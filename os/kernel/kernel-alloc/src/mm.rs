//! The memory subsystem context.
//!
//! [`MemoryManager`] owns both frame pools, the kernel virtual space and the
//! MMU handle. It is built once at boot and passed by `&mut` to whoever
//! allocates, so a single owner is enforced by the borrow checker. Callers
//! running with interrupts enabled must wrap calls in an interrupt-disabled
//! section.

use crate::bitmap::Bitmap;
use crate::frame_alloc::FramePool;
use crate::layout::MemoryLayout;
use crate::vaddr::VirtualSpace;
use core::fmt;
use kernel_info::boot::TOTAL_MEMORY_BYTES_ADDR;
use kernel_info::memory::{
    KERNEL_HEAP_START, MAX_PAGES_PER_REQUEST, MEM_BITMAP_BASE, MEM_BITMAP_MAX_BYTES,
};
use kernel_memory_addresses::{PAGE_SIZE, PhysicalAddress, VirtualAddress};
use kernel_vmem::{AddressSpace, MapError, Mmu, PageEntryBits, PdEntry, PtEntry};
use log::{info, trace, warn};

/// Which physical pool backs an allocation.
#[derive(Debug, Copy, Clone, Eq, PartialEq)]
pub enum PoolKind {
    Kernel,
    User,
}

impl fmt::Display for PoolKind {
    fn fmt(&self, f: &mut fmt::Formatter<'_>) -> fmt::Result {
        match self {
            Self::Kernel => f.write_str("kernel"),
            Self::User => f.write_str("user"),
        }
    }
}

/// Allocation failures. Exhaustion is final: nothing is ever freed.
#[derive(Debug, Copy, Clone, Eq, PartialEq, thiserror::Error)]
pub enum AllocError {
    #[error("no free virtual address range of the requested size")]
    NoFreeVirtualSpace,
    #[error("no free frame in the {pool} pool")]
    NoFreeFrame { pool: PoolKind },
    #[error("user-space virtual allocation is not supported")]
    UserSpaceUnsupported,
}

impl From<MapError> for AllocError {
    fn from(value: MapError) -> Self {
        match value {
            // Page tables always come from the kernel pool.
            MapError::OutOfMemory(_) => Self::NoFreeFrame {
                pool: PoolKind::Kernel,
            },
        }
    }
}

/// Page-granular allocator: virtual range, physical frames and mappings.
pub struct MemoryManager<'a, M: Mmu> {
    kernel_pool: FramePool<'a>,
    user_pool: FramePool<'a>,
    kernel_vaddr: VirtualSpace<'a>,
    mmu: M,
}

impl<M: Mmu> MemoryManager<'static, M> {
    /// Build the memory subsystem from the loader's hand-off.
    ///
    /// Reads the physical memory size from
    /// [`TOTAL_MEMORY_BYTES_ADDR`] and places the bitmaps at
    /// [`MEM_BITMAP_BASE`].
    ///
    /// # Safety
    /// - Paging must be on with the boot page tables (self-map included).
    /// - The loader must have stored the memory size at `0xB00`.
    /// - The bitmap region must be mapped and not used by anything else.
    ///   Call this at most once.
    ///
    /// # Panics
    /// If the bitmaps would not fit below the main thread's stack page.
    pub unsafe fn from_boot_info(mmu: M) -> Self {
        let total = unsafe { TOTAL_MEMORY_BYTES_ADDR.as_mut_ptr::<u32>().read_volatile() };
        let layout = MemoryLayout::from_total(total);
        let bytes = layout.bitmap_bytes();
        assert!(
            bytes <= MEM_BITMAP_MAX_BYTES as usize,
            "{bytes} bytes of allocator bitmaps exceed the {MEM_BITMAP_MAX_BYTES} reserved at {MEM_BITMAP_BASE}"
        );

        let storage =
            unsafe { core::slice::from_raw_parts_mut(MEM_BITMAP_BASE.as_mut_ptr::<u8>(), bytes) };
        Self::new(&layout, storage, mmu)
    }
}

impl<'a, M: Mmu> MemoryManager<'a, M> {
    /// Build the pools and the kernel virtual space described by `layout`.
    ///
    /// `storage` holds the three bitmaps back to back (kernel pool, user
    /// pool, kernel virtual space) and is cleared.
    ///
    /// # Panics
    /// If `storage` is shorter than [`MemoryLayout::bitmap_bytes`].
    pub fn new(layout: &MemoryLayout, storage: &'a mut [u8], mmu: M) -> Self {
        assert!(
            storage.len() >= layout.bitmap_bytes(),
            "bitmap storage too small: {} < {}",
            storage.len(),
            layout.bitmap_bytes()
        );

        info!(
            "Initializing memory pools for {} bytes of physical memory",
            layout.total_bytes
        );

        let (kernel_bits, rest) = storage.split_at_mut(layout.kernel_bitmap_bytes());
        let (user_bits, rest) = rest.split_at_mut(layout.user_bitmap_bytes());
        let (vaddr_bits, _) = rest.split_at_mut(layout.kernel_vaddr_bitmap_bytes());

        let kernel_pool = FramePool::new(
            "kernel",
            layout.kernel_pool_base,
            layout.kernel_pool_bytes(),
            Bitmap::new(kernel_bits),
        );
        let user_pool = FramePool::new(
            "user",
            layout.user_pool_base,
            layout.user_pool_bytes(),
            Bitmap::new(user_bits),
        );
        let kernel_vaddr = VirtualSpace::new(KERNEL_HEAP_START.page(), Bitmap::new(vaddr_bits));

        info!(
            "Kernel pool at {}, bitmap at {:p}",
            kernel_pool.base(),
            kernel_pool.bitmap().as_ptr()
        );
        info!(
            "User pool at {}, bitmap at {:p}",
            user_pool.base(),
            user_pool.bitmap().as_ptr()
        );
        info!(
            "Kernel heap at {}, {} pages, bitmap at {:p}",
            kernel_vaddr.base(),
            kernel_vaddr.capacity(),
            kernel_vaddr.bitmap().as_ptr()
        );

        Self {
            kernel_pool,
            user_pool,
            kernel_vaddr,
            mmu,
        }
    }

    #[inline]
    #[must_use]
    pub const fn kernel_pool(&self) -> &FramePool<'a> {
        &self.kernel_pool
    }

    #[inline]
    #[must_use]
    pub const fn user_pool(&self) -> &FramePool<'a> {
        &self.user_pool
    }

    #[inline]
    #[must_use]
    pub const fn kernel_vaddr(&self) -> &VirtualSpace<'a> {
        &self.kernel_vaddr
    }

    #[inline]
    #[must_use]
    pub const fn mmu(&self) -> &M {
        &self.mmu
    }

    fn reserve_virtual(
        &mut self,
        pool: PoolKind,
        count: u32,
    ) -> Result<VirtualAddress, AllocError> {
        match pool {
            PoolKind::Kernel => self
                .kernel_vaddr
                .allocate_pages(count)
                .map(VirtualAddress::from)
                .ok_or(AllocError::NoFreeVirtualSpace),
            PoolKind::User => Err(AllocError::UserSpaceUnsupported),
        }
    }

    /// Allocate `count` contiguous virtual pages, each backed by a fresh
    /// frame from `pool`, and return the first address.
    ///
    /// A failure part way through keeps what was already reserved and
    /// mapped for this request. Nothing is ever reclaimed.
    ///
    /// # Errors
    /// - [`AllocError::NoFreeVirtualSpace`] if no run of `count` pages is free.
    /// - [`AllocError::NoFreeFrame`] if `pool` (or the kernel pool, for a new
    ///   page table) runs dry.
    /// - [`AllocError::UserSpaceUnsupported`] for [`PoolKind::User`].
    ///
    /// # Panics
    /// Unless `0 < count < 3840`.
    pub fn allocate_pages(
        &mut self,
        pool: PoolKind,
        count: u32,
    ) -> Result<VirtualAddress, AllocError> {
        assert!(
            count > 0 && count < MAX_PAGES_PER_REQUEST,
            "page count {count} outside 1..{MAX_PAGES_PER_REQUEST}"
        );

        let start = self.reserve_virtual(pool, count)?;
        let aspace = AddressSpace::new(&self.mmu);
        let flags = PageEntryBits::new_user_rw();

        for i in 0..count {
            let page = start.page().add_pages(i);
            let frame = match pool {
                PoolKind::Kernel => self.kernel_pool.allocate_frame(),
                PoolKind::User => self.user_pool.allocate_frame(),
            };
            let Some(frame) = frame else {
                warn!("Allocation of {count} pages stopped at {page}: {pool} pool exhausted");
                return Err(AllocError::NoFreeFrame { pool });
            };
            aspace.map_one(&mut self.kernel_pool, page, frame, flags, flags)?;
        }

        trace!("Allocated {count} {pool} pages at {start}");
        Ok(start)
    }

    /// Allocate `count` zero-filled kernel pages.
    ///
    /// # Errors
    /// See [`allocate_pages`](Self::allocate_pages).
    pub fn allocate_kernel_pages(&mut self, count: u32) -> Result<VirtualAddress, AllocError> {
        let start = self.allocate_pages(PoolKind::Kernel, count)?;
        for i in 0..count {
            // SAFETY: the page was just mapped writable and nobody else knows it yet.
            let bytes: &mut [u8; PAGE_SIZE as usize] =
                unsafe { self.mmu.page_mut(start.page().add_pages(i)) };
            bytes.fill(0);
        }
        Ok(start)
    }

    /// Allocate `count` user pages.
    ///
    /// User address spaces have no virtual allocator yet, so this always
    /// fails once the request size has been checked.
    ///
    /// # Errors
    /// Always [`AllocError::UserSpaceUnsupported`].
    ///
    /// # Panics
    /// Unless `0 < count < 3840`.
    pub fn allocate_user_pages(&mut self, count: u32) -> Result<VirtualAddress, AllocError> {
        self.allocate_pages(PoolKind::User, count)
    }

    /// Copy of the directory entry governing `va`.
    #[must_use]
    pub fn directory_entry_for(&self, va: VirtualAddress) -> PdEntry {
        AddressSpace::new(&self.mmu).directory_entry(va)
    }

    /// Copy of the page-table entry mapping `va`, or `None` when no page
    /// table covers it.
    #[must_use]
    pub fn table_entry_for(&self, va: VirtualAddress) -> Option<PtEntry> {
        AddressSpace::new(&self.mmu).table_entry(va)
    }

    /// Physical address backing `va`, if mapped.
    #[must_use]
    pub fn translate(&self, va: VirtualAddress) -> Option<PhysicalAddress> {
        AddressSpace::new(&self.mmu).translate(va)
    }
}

※ ※ ※

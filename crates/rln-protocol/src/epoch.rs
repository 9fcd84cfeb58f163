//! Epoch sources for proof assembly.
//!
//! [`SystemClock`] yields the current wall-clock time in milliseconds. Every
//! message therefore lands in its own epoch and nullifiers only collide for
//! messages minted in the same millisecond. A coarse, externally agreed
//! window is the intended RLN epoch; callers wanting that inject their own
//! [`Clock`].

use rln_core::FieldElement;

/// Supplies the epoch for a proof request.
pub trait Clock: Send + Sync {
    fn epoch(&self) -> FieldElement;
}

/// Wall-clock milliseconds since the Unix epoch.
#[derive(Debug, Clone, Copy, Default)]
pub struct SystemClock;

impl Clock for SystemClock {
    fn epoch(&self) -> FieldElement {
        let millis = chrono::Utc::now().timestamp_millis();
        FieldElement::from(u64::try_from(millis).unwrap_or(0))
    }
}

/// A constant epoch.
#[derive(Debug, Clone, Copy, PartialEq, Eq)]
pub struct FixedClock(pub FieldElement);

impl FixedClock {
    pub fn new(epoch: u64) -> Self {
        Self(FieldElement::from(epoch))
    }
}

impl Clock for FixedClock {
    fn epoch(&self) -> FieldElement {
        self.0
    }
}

※ ※ ※

In the listing above, start at the line with "filename os/kernel/kernel-alloc/src/mm.rs", go on through the line with "use core::fmt;", and copy each of those lines exactly; leave out all the rest.

Result:
filename os/kernel/kernel-alloc/src/mm.rs
//! The memory subsystem context.
//!
//! [`MemoryManager`] owns both frame pools, the kernel virtual space and the
//! MMU handle. It is built once at boot and passed by `&mut` to whoever
//! allocates, so a single owner is enforced by the borrow checker. Callers
//! running with interrupts enabled must wrap calls in an interrupt-disabled
//! section.

use crate::bitmap::Bitmap;
use crate::frame_alloc::FramePool;
use crate::layout::MemoryLayout;
use crate::vaddr::VirtualSpace;
use core::fmt;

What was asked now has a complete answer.